Wes and I went to see the new Clint Eastwood film J. Edgar, with screenplay by Dustin Lance Black. From the first scene on, I was startled and distracted by Leonardo DiCaprio's horrible old man makeup. It looked like the latex might pop off at any moment. Roddy McDowell's Planet of the Apes makeup was more subtle. But Leo's face looked clean and fresh compared to Armie Hammer's Kabuki mask. I have known very handsome young men who aged into attractive older men and I do not believe that Armie Hammer, who played Clyde Tolson, will turn into The Walking Dead. What they did to that dreamboat is a sin. The real Tolson, pictured below, was never as handsome as Armie (who is?) but I doubt that he aged into The English Patient.

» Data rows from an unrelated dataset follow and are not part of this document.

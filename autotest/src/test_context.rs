//! Per-test execution context
//!
//! Every test case gets a fresh context: a place to record attributes for
//! later inspection, the assertions, and the local-mode diagnostics switch.

use std::collections::BTreeMap;
use std::fmt::Debug;
use serde::Serialize;
use serde_json::Value;
use crate::error::{Result, TestError};

/// Attributes recorded by a test, by name
pub type Locals = BTreeMap<String, Value>;

#[derive(Debug)]
pub struct TestContext {
    name: String,
    local: bool,
    locals: Locals,
    output: Vec<String>,
}

impl TestContext {
    pub fn new(name: impl Into<String>, local: bool) -> Self {
        Self {
            name: name.into(),
            local,
            locals: Locals::new(),
            output: Vec::new(),
        }
    }

    pub fn name(&self) -> &str {
        &self.name
    }

    /// True when the suite runs as the direct entry point of the process
    pub fn is_local(&self) -> bool {
        self.local
    }

    /// Record an attribute under `key`, exported with the test's record
    pub fn set<T: Serialize>(&mut self, key: impl Into<String>, value: T) -> Result<()> {
        let key = key.into();
        let value = serde_json::to_value(value)
            .map_err(|e| TestError::failed(format!("{}: cannot record '{}': {}", self.name(), key, e)))?;
        self.locals.insert(key, value);
        Ok(())
    }

    pub fn get(&self, key: &str) -> Option<&Value> {
        self.locals.get(key)
    }

    /// Diagnostic line; printed in local mode, always kept as test output
    pub fn report(&mut self, line: impl Into<String>) {
        let line = line.into();
        if self.local {
            println!("{}", line);
        }
        self.output.push(line);
    }

    pub fn assert_eq<A, E>(&self, actual: A, expected: E, message: &str) -> Result<()>
    where
        A: PartialEq<E> + Debug,
        E: Debug,
    {
        if actual == expected {
            Ok(())
        } else {
            Err(TestError::assertion(
                message,
                format!("{:?}", actual),
                format!("{:?}", expected),
            ))
        }
    }

    pub fn assert_true(&self, condition: bool, message: &str) -> Result<()> {
        self.assert_eq(condition, true, message)
    }

    pub(crate) fn finish(self) -> (Locals, Option<String>) {
        let output = if self.output.is_empty() {
            None
        } else {
            Some(self.output.join("\n"))
        };
        (self.locals, output)
    }
}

The only thing more distracting than the makeup was Leo's WTF accent. The real J. Edgar was born and raised in DC but Leo's accent was utterly different from anyone around him, including his mother, played with quiet menace by Judi Dench.
Then there's the sex, or rather, the lack of it. Apparently, Clint and Dustin would have us believe that J. Edgar and Clyde were inseparable and in love for 40 years; sexually attracted and emotionally bound to each other, and never sexual. Not once. Actually, I can maybe believe that J. Edgar was frigid, considering how Leo played him as thoroughly repressed and tightly-wound. Plus, that mother of his would turn anybody cold inside. Miss Dench/Momma Hoover pulled out the stops when she said she would rather have a dead son than a daffodil for a son. In that moment, I wouldn't have blamed J.Edgar for cutting off his own wiener. But I didn't for a second believe that Armie's Clyde would willingly sign up for a life of celibacy with such an unpleasant tight-ass. Armie played Clyde as a light-in-the-loafers, fun-loving High Queen who enjoyed hobnobbing with the glitterati at The Stork Club. He was charming, handsome, witty, handsome, well-educated, and handsome. He could have had any life he wanted, so why was he so hopelessly in love with J. Edgar? The film never answered this question for me.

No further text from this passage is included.